> [PROMPT] Look through the listing below for the string "required". Say how many lines hold it, and nothing else.

Content starts

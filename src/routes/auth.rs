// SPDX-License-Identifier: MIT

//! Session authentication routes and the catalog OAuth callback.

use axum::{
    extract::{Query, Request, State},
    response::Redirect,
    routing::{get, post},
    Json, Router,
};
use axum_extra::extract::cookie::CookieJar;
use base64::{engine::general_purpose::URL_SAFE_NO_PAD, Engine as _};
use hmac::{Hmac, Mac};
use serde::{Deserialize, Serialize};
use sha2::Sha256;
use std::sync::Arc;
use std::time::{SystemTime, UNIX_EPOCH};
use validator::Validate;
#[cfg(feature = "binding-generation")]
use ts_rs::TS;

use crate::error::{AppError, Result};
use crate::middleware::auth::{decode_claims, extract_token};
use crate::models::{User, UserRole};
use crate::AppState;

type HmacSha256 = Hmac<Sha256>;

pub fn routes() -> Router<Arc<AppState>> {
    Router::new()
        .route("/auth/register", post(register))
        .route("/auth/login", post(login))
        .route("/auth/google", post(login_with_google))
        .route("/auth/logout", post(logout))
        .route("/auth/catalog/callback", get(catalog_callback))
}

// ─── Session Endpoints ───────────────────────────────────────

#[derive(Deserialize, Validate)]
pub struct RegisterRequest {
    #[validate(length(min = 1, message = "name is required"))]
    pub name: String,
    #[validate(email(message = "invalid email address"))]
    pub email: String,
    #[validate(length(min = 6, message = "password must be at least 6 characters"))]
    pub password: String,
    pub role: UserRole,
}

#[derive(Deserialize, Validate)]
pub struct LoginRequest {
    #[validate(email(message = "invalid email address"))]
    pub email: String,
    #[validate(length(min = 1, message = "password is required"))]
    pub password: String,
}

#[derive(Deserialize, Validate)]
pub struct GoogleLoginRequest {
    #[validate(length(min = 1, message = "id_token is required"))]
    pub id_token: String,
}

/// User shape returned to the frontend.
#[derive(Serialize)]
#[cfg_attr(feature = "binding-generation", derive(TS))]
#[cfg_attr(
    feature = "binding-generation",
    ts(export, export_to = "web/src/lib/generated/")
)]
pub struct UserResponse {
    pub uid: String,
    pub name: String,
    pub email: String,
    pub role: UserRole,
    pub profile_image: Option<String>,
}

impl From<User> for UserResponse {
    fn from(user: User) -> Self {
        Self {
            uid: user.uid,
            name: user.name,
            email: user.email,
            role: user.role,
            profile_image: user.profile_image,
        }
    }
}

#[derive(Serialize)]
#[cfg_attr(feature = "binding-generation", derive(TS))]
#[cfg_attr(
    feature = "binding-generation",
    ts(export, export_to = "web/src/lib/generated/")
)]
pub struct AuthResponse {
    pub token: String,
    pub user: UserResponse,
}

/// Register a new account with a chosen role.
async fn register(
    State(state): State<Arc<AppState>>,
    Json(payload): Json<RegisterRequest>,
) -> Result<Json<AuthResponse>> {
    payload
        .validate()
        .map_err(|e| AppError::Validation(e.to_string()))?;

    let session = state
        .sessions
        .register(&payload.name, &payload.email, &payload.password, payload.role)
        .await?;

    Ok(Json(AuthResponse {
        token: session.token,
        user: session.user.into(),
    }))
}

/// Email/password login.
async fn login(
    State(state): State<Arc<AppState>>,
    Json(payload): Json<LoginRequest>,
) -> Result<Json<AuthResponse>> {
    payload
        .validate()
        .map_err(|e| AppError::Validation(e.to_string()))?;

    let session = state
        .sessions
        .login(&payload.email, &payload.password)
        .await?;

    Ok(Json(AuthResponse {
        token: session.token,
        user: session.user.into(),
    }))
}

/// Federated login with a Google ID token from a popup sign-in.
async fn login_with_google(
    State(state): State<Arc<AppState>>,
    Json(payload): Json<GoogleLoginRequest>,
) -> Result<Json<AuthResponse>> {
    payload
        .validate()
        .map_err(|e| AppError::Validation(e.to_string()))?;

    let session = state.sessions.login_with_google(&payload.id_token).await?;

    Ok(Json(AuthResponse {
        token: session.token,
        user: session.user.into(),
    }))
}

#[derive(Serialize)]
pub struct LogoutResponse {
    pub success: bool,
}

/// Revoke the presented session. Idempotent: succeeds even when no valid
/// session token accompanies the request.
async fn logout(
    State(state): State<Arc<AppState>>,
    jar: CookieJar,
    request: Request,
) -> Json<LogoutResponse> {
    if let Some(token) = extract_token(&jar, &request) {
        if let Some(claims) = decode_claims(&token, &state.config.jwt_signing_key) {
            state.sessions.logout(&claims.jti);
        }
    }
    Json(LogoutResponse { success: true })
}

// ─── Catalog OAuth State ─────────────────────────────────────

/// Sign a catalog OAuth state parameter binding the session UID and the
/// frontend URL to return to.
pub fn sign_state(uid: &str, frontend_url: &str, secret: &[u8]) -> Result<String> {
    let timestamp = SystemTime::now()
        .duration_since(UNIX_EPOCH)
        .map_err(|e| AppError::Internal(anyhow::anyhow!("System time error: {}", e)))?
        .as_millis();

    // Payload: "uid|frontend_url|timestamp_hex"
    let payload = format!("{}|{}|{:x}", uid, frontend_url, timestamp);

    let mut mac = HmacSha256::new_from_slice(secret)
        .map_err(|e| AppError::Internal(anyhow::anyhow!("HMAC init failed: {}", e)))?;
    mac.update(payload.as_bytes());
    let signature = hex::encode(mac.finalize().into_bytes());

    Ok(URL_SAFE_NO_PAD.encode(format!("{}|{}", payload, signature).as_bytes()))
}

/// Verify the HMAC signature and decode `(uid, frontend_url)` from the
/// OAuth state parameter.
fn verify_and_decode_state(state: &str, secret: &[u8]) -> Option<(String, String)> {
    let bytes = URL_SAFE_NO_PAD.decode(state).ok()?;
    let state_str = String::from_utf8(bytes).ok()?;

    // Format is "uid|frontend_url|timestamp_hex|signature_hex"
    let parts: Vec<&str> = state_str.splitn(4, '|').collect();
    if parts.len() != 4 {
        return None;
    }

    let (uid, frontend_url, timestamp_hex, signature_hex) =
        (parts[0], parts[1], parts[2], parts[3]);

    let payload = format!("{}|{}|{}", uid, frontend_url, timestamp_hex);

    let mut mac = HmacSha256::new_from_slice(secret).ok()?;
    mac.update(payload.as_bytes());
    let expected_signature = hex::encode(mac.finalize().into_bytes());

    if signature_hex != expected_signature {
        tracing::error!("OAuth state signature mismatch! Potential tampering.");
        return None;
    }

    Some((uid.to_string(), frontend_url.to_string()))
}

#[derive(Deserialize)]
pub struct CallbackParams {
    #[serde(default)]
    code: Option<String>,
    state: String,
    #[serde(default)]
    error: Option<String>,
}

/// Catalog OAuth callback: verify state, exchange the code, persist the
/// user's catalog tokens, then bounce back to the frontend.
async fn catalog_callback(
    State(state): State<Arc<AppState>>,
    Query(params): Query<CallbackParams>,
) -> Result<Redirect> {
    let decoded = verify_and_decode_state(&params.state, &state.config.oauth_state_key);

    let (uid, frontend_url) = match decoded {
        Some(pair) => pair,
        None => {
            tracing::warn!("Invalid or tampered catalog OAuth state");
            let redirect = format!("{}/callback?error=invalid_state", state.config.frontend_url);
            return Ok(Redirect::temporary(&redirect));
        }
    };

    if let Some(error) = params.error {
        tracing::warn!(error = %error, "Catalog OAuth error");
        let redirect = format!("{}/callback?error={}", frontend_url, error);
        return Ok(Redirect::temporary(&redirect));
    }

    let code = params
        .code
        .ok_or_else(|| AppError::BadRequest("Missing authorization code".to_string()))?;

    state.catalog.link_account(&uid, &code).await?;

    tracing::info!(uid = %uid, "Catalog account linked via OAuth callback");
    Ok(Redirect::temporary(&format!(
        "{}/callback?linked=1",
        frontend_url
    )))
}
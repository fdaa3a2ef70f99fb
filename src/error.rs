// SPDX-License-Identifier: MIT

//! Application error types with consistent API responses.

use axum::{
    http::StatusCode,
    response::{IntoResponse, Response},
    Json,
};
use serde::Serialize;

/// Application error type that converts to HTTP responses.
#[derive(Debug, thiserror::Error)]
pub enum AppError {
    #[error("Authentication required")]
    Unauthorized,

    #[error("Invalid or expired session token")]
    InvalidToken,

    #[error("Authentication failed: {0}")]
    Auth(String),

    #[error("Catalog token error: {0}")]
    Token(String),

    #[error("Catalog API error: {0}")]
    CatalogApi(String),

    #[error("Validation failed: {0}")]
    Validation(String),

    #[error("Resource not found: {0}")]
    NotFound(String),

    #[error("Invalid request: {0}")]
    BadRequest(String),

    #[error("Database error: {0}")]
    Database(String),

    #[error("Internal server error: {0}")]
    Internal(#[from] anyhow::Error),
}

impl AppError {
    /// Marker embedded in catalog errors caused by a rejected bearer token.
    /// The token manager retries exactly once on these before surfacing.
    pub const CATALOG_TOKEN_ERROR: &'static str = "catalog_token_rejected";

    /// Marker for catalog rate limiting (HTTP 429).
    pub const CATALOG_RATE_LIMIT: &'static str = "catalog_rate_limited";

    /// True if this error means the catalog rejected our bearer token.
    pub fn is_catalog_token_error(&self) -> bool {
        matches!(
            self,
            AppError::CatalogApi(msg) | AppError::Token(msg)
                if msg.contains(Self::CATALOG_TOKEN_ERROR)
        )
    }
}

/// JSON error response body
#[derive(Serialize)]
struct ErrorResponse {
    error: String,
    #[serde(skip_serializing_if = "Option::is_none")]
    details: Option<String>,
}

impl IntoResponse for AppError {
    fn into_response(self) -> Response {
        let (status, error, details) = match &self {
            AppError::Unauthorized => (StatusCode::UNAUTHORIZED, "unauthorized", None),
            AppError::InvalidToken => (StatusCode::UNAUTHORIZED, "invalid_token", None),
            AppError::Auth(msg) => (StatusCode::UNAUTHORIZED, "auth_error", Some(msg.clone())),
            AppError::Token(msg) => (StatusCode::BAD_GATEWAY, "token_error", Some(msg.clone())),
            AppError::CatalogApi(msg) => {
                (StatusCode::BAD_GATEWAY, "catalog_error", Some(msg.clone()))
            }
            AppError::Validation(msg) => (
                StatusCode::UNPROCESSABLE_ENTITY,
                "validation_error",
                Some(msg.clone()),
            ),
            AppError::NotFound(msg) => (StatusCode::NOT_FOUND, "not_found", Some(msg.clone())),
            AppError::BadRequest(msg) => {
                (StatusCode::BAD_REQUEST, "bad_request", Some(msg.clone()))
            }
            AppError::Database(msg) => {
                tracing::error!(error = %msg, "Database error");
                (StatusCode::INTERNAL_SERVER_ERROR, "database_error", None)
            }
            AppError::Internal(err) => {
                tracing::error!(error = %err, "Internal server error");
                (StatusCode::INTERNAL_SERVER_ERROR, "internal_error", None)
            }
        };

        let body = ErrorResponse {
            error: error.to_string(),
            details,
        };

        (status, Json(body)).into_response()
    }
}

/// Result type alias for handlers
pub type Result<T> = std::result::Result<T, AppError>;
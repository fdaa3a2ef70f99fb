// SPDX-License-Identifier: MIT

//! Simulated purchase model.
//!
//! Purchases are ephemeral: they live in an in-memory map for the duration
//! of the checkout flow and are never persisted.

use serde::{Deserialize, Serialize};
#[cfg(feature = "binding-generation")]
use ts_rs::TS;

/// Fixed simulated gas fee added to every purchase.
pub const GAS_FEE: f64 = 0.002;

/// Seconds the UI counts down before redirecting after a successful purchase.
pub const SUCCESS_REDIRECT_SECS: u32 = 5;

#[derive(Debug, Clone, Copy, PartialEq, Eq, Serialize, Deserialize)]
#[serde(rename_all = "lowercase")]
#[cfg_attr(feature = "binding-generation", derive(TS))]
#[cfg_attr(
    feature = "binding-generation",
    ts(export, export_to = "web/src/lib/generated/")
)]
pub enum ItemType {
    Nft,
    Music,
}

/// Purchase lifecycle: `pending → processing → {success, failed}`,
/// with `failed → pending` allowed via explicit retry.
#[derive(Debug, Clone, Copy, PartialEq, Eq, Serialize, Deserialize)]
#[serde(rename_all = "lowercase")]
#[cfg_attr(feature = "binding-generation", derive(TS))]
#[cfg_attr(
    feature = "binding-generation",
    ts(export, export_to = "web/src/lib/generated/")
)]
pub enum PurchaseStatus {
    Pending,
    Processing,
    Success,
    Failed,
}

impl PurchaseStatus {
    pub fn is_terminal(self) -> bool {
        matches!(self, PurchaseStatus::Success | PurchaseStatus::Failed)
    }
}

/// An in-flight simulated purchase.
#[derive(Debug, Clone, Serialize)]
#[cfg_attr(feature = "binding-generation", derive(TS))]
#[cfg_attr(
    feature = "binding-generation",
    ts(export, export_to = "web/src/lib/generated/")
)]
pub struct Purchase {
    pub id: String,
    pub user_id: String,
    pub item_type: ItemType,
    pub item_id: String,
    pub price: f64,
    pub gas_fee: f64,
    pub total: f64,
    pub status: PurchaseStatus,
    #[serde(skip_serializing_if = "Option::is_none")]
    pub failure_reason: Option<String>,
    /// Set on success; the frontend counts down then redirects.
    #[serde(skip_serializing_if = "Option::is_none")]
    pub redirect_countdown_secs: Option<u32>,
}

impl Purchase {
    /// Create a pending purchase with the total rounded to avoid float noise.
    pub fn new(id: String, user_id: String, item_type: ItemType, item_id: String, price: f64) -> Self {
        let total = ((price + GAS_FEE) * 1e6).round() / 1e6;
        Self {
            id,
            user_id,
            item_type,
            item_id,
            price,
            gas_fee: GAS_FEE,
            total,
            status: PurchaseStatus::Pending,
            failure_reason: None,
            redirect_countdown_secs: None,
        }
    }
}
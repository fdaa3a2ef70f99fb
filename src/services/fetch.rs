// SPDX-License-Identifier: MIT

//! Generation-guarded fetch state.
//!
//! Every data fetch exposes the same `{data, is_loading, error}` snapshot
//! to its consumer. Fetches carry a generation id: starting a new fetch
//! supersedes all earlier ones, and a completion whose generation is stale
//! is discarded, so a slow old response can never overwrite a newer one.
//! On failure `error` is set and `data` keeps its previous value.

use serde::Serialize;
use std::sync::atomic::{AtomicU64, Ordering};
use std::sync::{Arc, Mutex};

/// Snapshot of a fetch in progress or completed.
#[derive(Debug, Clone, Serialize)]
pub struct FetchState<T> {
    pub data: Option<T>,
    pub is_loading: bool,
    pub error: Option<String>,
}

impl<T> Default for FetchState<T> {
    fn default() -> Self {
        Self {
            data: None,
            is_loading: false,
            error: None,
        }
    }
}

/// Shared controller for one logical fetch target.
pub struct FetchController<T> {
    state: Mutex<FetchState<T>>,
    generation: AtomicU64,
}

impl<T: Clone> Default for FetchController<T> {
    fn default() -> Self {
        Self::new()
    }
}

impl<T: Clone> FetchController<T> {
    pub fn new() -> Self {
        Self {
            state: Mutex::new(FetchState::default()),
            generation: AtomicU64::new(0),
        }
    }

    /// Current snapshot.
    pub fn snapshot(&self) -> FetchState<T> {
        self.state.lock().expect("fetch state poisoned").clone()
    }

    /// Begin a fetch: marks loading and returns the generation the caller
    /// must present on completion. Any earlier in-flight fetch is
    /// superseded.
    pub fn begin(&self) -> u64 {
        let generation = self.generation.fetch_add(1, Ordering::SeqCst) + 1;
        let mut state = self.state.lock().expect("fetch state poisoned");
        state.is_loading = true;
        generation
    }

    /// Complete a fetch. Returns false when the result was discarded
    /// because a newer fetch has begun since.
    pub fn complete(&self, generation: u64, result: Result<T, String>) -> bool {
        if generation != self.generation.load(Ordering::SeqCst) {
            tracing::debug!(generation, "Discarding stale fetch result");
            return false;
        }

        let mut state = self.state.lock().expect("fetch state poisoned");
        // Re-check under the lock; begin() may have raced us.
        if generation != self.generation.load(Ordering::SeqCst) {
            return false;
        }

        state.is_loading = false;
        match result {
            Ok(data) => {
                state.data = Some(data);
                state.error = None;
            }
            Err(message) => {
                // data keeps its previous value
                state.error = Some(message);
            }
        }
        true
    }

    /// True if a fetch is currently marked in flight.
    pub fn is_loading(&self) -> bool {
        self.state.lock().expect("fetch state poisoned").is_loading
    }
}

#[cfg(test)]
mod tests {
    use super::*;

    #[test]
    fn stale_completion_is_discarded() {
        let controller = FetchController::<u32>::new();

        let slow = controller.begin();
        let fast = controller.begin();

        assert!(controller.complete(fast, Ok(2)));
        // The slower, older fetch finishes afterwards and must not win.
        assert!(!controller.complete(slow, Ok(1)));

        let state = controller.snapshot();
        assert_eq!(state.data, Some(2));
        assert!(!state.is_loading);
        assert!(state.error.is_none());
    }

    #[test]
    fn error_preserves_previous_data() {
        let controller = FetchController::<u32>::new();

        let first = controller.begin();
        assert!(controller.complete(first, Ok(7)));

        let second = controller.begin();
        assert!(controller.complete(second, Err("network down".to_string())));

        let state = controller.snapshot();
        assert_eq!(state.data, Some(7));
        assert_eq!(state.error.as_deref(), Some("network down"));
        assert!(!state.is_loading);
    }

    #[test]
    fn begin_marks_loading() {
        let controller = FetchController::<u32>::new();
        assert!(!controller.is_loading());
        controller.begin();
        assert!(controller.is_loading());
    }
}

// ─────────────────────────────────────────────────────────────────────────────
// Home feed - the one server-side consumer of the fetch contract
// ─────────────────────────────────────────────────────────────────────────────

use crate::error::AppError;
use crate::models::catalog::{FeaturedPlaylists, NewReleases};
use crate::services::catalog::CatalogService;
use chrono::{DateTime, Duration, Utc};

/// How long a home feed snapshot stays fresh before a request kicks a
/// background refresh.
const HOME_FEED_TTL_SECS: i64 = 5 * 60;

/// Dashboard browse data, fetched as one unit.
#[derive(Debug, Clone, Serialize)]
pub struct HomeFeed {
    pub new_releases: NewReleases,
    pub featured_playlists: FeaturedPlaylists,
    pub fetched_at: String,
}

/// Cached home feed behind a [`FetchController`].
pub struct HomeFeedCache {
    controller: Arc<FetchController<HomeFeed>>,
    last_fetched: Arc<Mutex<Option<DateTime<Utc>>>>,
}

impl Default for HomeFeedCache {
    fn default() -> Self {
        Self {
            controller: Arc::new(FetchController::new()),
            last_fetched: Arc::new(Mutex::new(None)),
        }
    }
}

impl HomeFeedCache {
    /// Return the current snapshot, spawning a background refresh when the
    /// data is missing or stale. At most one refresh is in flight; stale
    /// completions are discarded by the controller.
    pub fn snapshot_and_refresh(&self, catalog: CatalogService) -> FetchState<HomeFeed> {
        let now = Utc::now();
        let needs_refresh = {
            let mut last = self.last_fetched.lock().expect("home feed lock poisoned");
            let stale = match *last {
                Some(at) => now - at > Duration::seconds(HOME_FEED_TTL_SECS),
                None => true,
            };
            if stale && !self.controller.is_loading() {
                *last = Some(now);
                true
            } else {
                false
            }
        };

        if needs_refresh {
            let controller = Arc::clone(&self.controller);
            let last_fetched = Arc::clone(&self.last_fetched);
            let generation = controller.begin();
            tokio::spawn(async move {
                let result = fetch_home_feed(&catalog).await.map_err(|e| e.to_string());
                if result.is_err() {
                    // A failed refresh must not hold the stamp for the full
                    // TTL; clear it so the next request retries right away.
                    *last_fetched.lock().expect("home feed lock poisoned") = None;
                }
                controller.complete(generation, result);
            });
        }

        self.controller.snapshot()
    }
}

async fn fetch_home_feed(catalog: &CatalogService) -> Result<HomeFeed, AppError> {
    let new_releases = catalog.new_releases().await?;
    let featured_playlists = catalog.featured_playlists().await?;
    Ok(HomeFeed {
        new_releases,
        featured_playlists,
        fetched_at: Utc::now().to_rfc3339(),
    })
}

Content ends

> [EXERCISE RESPONSE] 4